Au passage, c’est en se mettant au pas de course à l’abri d’une énième averse soudaine, au milieu du causse Méjean, que mon frère s’est fait mal à la cuisse ; une légère élongation constatée au moment du bivouac, alors que sa jambe se refroidissait, qui l’a fait craindre l’abandon, déprimer toute une soirée et nous a mis la pression les jours suivants. Ce pépin physique finalement surmonté est le plus stressant d’une longue série dont mon frère a été la cible unique : rhume des foins constant, douleurs aux vertèbres, engourdissement des orteils, irritation de l’entrejambe, problèmes de semelle, etc.
Au-delà des aléas (mauvais temps, bobos, coups de moins bien), quelques éléments liés au tracé lui-même ont posé problème. Si nous avions conscience qu’il comportait des temps faibles, tels le Velay, le causse de Sauveterre, le pays de Saint-Flour et de plus petites transitions ici ou là, nous avons été irrités par deux éléments qui ternissent trop régulièrement la beauté sauvage et les sentiers, autrement enchanteurs, des plus belles régions du Massif central : d’une part les clôtures innombrables des pâturages, du plateau d’Ardèche au causse Méjean, de l’Aubrac au Cantal; d’autre part, ces immenses et trop récurrentes forêts de pins sans âme, lézardées d’immondes voies carrossables que se partagent les sylviculteurs et les skieurs de fond ; elles meurtrissent de trop nombreuses pentes, du mont Mézenc au mont Lozère, des monts d’Aubrac aux monts Dore.

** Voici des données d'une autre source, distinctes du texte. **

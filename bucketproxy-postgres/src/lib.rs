//! PostgreSQL backends for `bucketproxy` (companion crate).
//! Bring your own `sqlx::PgPool`; bucket state lives in one row per key.
//!
//! - [`AdvisoryLockBackend`] serializes cycles with `pg_advisory_xact_lock` and runs each
//!   transition exactly once.
//! - [`SelectForUpdateBackend`] locks the row itself and retries serialization failures.
//!
//! Both share a [`SqlProxyConfiguration`]:
//!
//! ```rust,no_run
//! use bucketproxy::{ClientSideConfig, ProxyManager};
//! use bucketproxy_postgres::{
//!     AdvisoryLockBackend, PrimaryKeyType, SqlProxyConfiguration, TableSettings,
//! };
//! use std::time::Duration;
//!
//! # async fn run(pool: sqlx::PgPool) -> Result<(), Box<dyn std::error::Error>> {
//! let config = SqlProxyConfiguration::builder()
//!     .with_table_settings(TableSettings::custom("buckets_string_key", "id", "state")?)
//!     .with_primary_key_type(PrimaryKeyType::Varchar)
//!     .build(pool)?;
//! let manager = ProxyManager::builder(AdvisoryLockBackend::new(config))
//!     .with_client_side_config(ClientSideConfig::new().with_request_timeout(Duration::from_secs(3))?)
//!     .build()?;
//! let state = manager.read("user:1").await?;
//! # let _ = state;
//! # Ok(())
//! # }
//! ```
//!
//! Lock waits are bounded by setting `lock_timeout` for the cycle's transaction to what is left
//! of the request timeout. SQLSTATEs map onto [`bucketproxy::ProxyError`] as follows:
//! `55P03`/`57014` become `Timeout`, `40001`/`40P01` become `Conflict` (retried by the
//! select-for-update backend), everything else is `StoreUnavailable`.

mod advisory;
mod select_for_update;
mod settings;
mod sql;

pub use advisory::AdvisoryLockBackend;
pub use select_for_update::SelectForUpdateBackend;
pub use settings::{
    create_table_sql, PrimaryKeyType, SqlProxyConfiguration, SqlProxyConfigurationBuilder,
    TableSettings,
};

Malgré ces bémols physiques, météorologiques et paysagers, et parfois aussi grâce à eux, je garde d’innombrables souvenirs marquants d’un trek qui, sans surprise, dépasse par sa richesse tout ce que j’ai vécu jusqu’alors. Comment pouvait-il en être autrement quand on parle de lieux aussi chargés de mythes que la Loire sauvage, l’Ardèche, le Tanargue, les Cévennes, la Lozère, le causse Méjean, l’Aubrac, les lacs d’Auvergne, le Cantal, le Cézallier, les monts Dore, le Puy-de-Dôme, les gorges du Tarn et de l’Ardèche ? Le plus jouissif a été, assurément, de relier à la marche ces coins si divers, de transiter pour ce faire de montagnes en plaines, de collines boisées en plateau de garrigue, de tourbes hostiles en prairies fleuries, de forêts en déserts, de gorges escarpées en sommets aplatis, en découvrant à chaque fois un site pittoresque à l’identité spécifique.
On retrouve cette même variété dans les sommets du Massif central, aucun ne ressemblant à l’autre. Nous en avons gravi les neuf les plus élevés : le puy de Sancy (sommet des monts Dore et du Massif central) et son cadet le puy Ferrand, le plomb du Cantal (sommet du Cantal) et quatre de ses voisins (les puys Mary, Brunet, du Rocher et de Peyre-Arse), le mont Mézenc (sommet de l’Ardèche) et le pic de Finiels (sommet de la Lozère) ; on peut en mentionner quelques autres emblématiques, tels le signal de Mailhebeau (sommet du plateau de l’Aubrac), le puy de Dôme (point culminant de la chaîne des Puys), le Gorgo (sommet du causse Méjean), le mont Chamaroux (que nous croyions être le sommet du Cézallier), le Grand Tanargue dominant le nord des Cévennes, l’iconique puy Griou se dressant au centre du volcan du Cantal, le puy Pariou, symbole des monts Dôme, le très basaltique puy de la Vache, le Rocher Tourte où nous avons dressé notre plus beau bivouac, ou encore le mont Gerbier de Jonc d’où jaillit la Loire. A chaque sommet, un panorama dantesque sur les régions que nous avions déjà arpentées ou celles vers lesquelles nous nous dirigions. C’est ainsi que la géographie du Massif central s’est progressivement imprimée dans nos têtes, nous rendant familier avec une région qui nous était inconnue un mois auparavant.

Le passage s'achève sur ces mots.